Enfin, Dieu a remporté la victoire sur le monde.

La vie de nos contemporains, comme celle d’autres générations avant nous, semble toujours entourée, je devrais dire frappée par l’absurde. Dans l’antiquité, l’existence se déroulait sous la chape implacable, inexorable, de la tragédie; elle était écrasée par le pouvoir de forces obscures et incontrôlables. Il y a trente ou quarante ans encore, l’existentialisme était également obsédé par l’absurde. Il en a parlé avec des accents pathétiques. Actuellement, dans la société occidentale au moins, on s’interroge sur le sens de l’histoire. Qu’est-ce que l’histoire, le temps?

C’est au sein d’une situation de désespoir planétaire que le Christ nous fait entendre la trompette de la victoire décisive : « J’ai vaincu le monde » (Jn 16.33). Le Royaume de Dieu est proche, il est au milieu de nous, l’avenir glorieux s’avance vers nous à pas de géant. Le Christ est véritablement l’espérance du monde, la Lumière des hommes, le Sauveur des siens, le Seigneur universel. À cet effet, Dieu l’a ressuscité des morts.

Il mène toutes choses de manière ordonnée, il fait reculer le chaos.

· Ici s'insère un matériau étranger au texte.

//! The immutable board snapshot and its successor function.
//!
//! A [`BoardState`] bundles every entity on the board. It never mutates in
//! place: [`BoardState::apply_action`] returns a fresh snapshot (or `None` if
//! the action is illegal), sharing every entity list it didn't touch via
//! `Rc` so a single move never re-allocates the whole state.

use std::fmt;
use std::rc::Rc;

use crate::entities::{
    Action, Alligator, Boat, Footprint, Goal, MoveKind, ObjectKind, RadiationSource, Tree, Turtle,
};
use crate::error::bail_internal;
use crate::geometry::{ray_cells, Point, Pose, Rectangle};

#[derive(Clone, Debug, PartialEq, Eq, Hash)]
pub struct BoardState {
    pub board: Rectangle,
    pub rad: RadiationSource,
    pub boat: Boat,
    pub goal: Goal,
    pub alligators: Rc<Vec<Alligator>>,
    pub turtles: Rc<Vec<Turtle>>,
    pub trees: Rc<Vec<Tree>>,
}

impl BoardState {
    pub fn new(
        board: Rectangle,
        rad: RadiationSource,
        boat: Boat,
        goal: Goal,
        alligators: Vec<Alligator>,
        turtles: Vec<Turtle>,
        trees: Vec<Tree>,
    ) -> Self {
        Self {
            board,
            rad,
            boat,
            goal,
            alligators: Rc::new(alligators),
            turtles: Rc::new(turtles),
            trees: Rc::new(trees),
        }
    }

    pub fn is_goal(&self) -> bool {
        !self.boat.footprint().is_disjoint(&self.goal.footprint())
    }

    fn tree_footprint(&self) -> Footprint {
        self.trees.iter().flat_map(|t| t.footprint()).collect()
    }

    /// Apply `action`, returning the resulting state if legal, `None`
    /// otherwise. Panics (InternalInvariant) if `action` pairs an object
    /// kind with a move kind it cannot perform; `neighbors` never produces
    /// such a pairing, so this can only happen on programmer error.
    pub fn apply_action(&self, action: &Action) -> Option<BoardState> {
        match action.obj {
            ObjectKind::Boat => self.apply_boat_action(action),
            ObjectKind::Alligator => self.apply_alligator_action(action),
            ObjectKind::Turtle => self.apply_turtle_action(action),
        }
    }

    fn apply_boat_action(&self, action: &Action) -> Option<BoardState> {
        let old_front = ray_cells(self.boat.pose, 2)[1];
        let (new_pose, swept) = match action.mv {
            MoveKind::Forward => (
                Pose {
                    anchor: old_front,
                    dir: self.boat.pose.dir,
                },
                None,
            ),
            MoveKind::Clockwise => {
                let dir = self.boat.pose.dir.clockwise();
                (Pose { anchor: self.boat.pose.anchor, dir }, Some(old_front))
            }
            MoveKind::CounterClockwise => {
                let dir = self.boat.pose.dir.counter_clockwise();
                (Pose { anchor: self.boat.pose.anchor, dir }, Some(old_front))
            }
            MoveKind::Backward => bail_internal!("boat has no backward move"),
        };
        let new_boat = Boat::new(new_pose);
        let mut test_footprint = new_boat.footprint();
        if let Some(old_front) = swept {
            let new_front = ray_cells(new_pose, 2)[1];
            test_footprint.insert(Point::new(new_front.x, old_front.y));
            test_footprint.insert(Point::new(old_front.x, new_front.y));
        }

        if !self.board.contains_all(&test_footprint) {
            return None;
        }
        let obstacles = self.obstacle_footprint_excluding_boat();
        if !test_footprint.is_disjoint(&obstacles) {
            return None;
        }

        Some(BoardState {
            board: self.board,
            rad: self.rad,
            boat: new_boat,
            goal: self.goal,
            alligators: Rc::clone(&self.alligators),
            turtles: Rc::clone(&self.turtles),
            trees: Rc::clone(&self.trees),
        })
    }

    fn apply_alligator_action(&self, action: &Action) -> Option<BoardState> {
        let index = action.index;
        let current = *self.alligators.get(index)?;
        let new_pose = move_animal_pose(current.pose, action.mv);
        let moved = Alligator::new(new_pose);
        let test_footprint = moved.footprint();

        if !self.board.contains_all(&test_footprint) {
            return None;
        }
        let mut obstacles = self.tree_footprint();
        obstacles.extend(self.boat.footprint());
        obstacles.extend(self.turtles.iter().flat_map(|t| t.footprint()));
        for (i, other) in self.alligators.iter().enumerate() {
            if i != index {
                obstacles.extend(other.footprint());
            }
        }
        if !test_footprint.is_disjoint(&obstacles) {
            return None;
        }

        let mut new_alligators = (*self.alligators).clone();
        new_alligators[index] = moved;
        Some(BoardState {
            board: self.board,
            rad: self.rad,
            boat: self.boat,
            goal: self.goal,
            alligators: Rc::new(new_alligators),
            turtles: Rc::clone(&self.turtles),
            trees: Rc::clone(&self.trees),
        })
    }

    fn apply_turtle_action(&self, action: &Action) -> Option<BoardState> {
        let index = action.index;
        let current = *self.turtles.get(index)?;
        let new_pose = move_animal_pose(current.pose, action.mv);
        let moved = Turtle::new(new_pose);
        let test_footprint = moved.footprint();

        if !self.board.contains_all(&test_footprint) {
            return None;
        }
        let mut obstacles = self.tree_footprint();
        obstacles.extend(self.boat.footprint());
        obstacles.extend(self.alligators.iter().flat_map(|a| a.footprint()));
        for (i, other) in self.turtles.iter().enumerate() {
            if i != index {
                obstacles.extend(other.footprint());
            }
        }
        if !test_footprint.is_disjoint(&obstacles) {
            return None;
        }

        let mut new_turtles = (*self.turtles).clone();
        new_turtles[index] = moved;
        Some(BoardState {
            board: self.board,
            rad: self.rad,
            boat: self.boat,
            goal: self.goal,
            alligators: Rc::clone(&self.alligators),
            turtles: Rc::new(new_turtles),
            trees: Rc::clone(&self.trees),
        })
    }

    fn obstacle_footprint_excluding_boat(&self) -> Footprint {
        let mut obstacles = self.tree_footprint();
        obstacles.extend(self.alligators.iter().flat_map(|a| a.footprint()));
        obstacles.extend(self.turtles.iter().flat_map(|t| t.footprint()));
        obstacles
    }

    /// All movable entities in generator order `[Boat, Alligators.., Turtles..]`,
    /// paired with the `(new_state, action)` for every legal action whose
    /// `apply_action` succeeds.
    pub fn neighbors(&self) -> Vec<(BoardState, Action)> {
        let mut out = Vec::new();
        for action in self.boat.legal_actions(0) {
            if let Some(s) = self.apply_action(&action) {
                out.push((s, action));
            }
        }
        for (i, gator) in self.alligators.iter().enumerate() {
            for action in gator.legal_actions(i) {
                if let Some(s) = self.apply_action(&action) {
                    out.push((s, action));
                }
            }
        }
        for (i, turtle) in self.turtles.iter().enumerate() {
            for action in turtle.legal_actions(i) {
                if let Some(s) = self.apply_action(&action) {
                    out.push((s, action));
                }
            }
        }
        out
    }

    /// Every footprint-bearing entity, boat first then the goal last, for
    /// invariant checking in [`crate::puzzle_io::parse`] and tests. The goal
    /// is expected to overlap the boat's footprint at a solved state, so
    /// callers checking pairwise disjointness must special-case that pair.
    pub fn all_footprints(&self) -> Vec<(&'static str, Footprint)> {
        let mut v = vec![("boat", self.boat.footprint())];
        for g in self.alligators.iter() {
            v.push(("alligator", g.footprint()));
        }
        for t in self.turtles.iter() {
            v.push(("turtle", t.footprint()));
        }
        for t in self.trees.iter() {
            v.push(("tree", t.footprint()));
        }
        v.push(("goal", self.goal.footprint()));
        v
    }
}

/// Serialises in the puzzle file layout: dimensions, radiation source,
/// entity counts, then each entity block in `[alligators, turtles, trees]`
/// order, then the boat and goal. The parser in [`crate::puzzle_io`] reads
/// this exact layout back.
impl fmt::Display for BoardState {
    fn fmt(&self, f: &mut fmt::Formatter<'_>) -> fmt::Result {
        writeln!(f, "{} {}", self.board.width, self.board.height)?;
        writeln!(f, "{} {}", self.rad.location.x, self.rad.location.y)?;
        writeln!(f, "{} {}", self.rad.magnitude, self.rad.decay)?;
        writeln!(f, "{} {} {}", self.alligators.len(), self.turtles.len(), self.trees.len())?;
        for a in self.alligators.iter() {
            writeln!(f, "{} {} {}", a.pose.anchor.x, a.pose.anchor.y, a.pose.dir.as_char())?;
        }
        for t in self.turtles.iter() {
            writeln!(f, "{} {} {}", t.pose.anchor.x, t.pose.anchor.y, t.pose.dir.as_char())?;
        }
        for t in self.trees.iter() {
            writeln!(f, "{} {}", t.pos.x, t.pos.y)?;
        }
        writeln!(f, "{} {} {}", self.boat.pose.anchor.x, self.boat.pose.anchor.y, self.boat.pose.dir.as_char())?;
        write!(f, "{} {}", self.goal.pos.x, self.goal.pos.y)
    }
}

/// Forward: translate anchor one cell in `pose.dir`, direction unchanged.
/// Backward: reverse direction, compute forward, reverse back — direction is
/// never considered "changed" by a backward move.
fn move_animal_pose(pose: Pose, mv: MoveKind) -> Pose {
    match mv {
        MoveKind::Forward => Pose {
            anchor: ray_cells(pose, 2)[1],
            dir: pose.dir,
        },
        MoveKind::Backward => {
            let reversed = pose.reversed();
            let stepped = ray_cells(reversed, 2)[1];
            Pose { anchor: stepped, dir: pose.dir }
        }
        MoveKind::Clockwise | MoveKind::CounterClockwise => {
            bail_internal!("animals cannot rotate")
        }
    }
}

#[cfg(test)]
mod tests {
    use super::*;
    use crate::entities::RadiationSource;
    use crate::geometry::Direction;

    fn empty_state(width: i32, height: i32, boat: Pose, goal: Point) -> BoardState {
        BoardState::new(
            Rectangle::new(width, height),
            RadiationSource::new(Point::new(0, 0), 0, 0),
            Boat::new(boat),
            Goal::new(goal),
            vec![],
            vec![],
            vec![],
        )
    }

    #[test]
    fn forward_then_forward_reaches_goal_on_trivial_board() {
        let state = empty_state(3, 3, Pose::new(0, 0, Direction::Right), Point::new(2, 0));
        let action = Action::new(ObjectKind::Boat, 0, MoveKind::Forward);
        let s1 = state.apply_action(&action).expect("first forward legal");
        assert!(!s1.is_goal());
        let s2 = s1.apply_action(&action).expect("second forward legal");
        assert!(s2.is_goal());
    }

    #[test]
    fn rotation_requires_both_diagonals_clear() {
        let state = BoardState::new(
            Rectangle::new(3, 3),
            RadiationSource::new(Point::new(0, 0), 0, 0),
            Boat::new(Pose::new(0, 0, Direction::Right)),
            Goal::new(Point::new(0, 2)),
            vec![],
            vec![],
            vec![Tree::new(Point::new(1, 1))],
        );
        let cw = Action::new(ObjectKind::Boat, 0, MoveKind::Clockwise);
        assert!(state.apply_action(&cw).is_none());
    }

    #[test]
    fn animal_forward_then_backward_is_reversible() {
        let state = BoardState::new(
            Rectangle::new(5, 5),
            RadiationSource::new(Point::new(0, 0), 0, 0),
            Boat::new(Pose::new(4, 4, Direction::Right)),
            Goal::new(Point::new(4, 4)),
            vec![Alligator::new(Pose::new(0, 0, Direction::Right))],
            vec![],
            vec![],
        );
        let fwd = Action::new(ObjectKind::Alligator, 0, MoveKind::Forward);
        let bwd = Action::new(ObjectKind::Alligator, 0, MoveKind::Backward);
        let moved = state.apply_action(&fwd).expect("forward legal");
        let back = moved.apply_action(&bwd).expect("backward legal");
        assert_eq!(back.alligators[0].pose, state.alligators[0].pose);
    }

    #[test]
    fn successor_footprints_stay_on_board_and_disjoint() {
        let state = BoardState::new(
            Rectangle::new(5, 2),
            RadiationSource::new(Point::new(0, 0), 0, 0),
            Boat::new(Pose::new(0, 0, Direction::Right)),
            Goal::new(Point::new(4, 1)),
            vec![Alligator::new(Pose::new(2, 0, Direction::Right))],
            vec![],
            vec![],
        );
        for (succ, _action) in state.neighbors() {
            let boat_footprint = succ.boat.footprint();
            let mut seen = Footprint::new();
            for (name, fp) in succ.all_footprints() {
                assert!(succ.board.contains_all(&fp));
                // The goal is allowed to overlap the boat (that's the win
                // condition); every other pair must stay disjoint.
                if name == "goal" {
                    for p in &fp {
                        assert!(boat_footprint.contains(p) || !seen.contains(p), "goal overlaps a non-boat entity");
                    }
                } else {
                    assert!(seen.is_disjoint(&fp), "footprints overlap");
                }
                seen.extend(fp);
            }
        }
    }

    #[test]
    fn unmoved_entities_are_structurally_shared() {
        let state = BoardState::new(
            Rectangle::new(5, 5),
            RadiationSource::new(Point::new(0, 0), 0, 0),
            Boat::new(Pose::new(0, 0, Direction::Right)),
            Goal::new(Point::new(4, 4)),
            vec![Alligator::new(Pose::new(3, 3, Direction::Right))],
            vec![Turtle::new(Pose::new(1, 3, Direction::Right))],
            vec![],
        );
        let action = Action::new(ObjectKind::Boat, 0, MoveKind::Forward);
        let next = state.apply_action(&action).expect("legal");
        assert!(Rc::ptr_eq(&state.alligators, &next.alligators));
        assert!(Rc::ptr_eq(&state.turtles, &next.turtles));
    }

    #[test]
    fn neighbor_order_is_deterministic() {
        let state = BoardState::new(
            Rectangle::new(5, 5),
            RadiationSource::new(Point::new(0, 0), 0, 0),
            Boat::new(Pose::new(0, 0, Direction::Right)),
            Goal::new(Point::new(4, 4)),
            vec![Alligator::new(Pose::new(2, 2, Direction::Right))],
            vec![Turtle::new(Pose::new(3, 3, Direction::Right))],
            vec![],
        );
        let first: Vec<String> = state.neighbors().iter().map(|(_, a)| a.to_string()).collect();
        let second: Vec<String> = state.neighbors().iter().map(|(_, a)| a.to_string()).collect();
        assert_eq!(first, second);
    }

    #[test]
    fn display_emits_the_puzzle_file_layout() {
        let state = BoardState::new(
            Rectangle::new(3, 3),
            RadiationSource::new(Point::new(1, 1), 5, 1),
            Boat::new(Pose::new(0, 0, Direction::Right)),
            Goal::new(Point::new(2, 2)),
            vec![Alligator::new(Pose::new(1, 0, Direction::Down))],
            vec![],
            vec![Tree::new(Point::new(0, 2))],
        );
        let expected = "3 3\n1 1\n5 1\n1 0 1\n1 0 D\n0 2\n0 0 R\n2 2";
        assert_eq!(state.to_string(), expected);
    }
}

Il avance dans un crescendo majestueux; il est sur le point d’achever son grand œuvre… L’univers tout entier est précipité vers le dénouement final, et cette fin ne sera pas catastrophe, déflagration définitive, mais renouveau de toutes choses, restauration totale, réalisation des desseins éternels de Dieu pour le cosmos, pour l’Église et pour notre vie fragile et mortelle… Il nous a élus non pas pour l’absurde et pour la tragédie, mais pour son règne éternel.

En une époque de conflits, de tensions, de rivalités et de collusions comme la nôtre, nous risquons d’abandonner tout espoir. Or nous n’avons aucune raison de le faire, car en Christ sont récapitulées toutes choses. En lui, Dieu a remporté la victoire et nous fait participer à sa gloire. Ne perdons donc pas courage!

Alors nous pourrons, du fond du cœur et avec une joie profonde, sereine, exultante, nous dire les uns aux autres : Joyeuses Pâques, le Seigneur est vraiment ressuscité!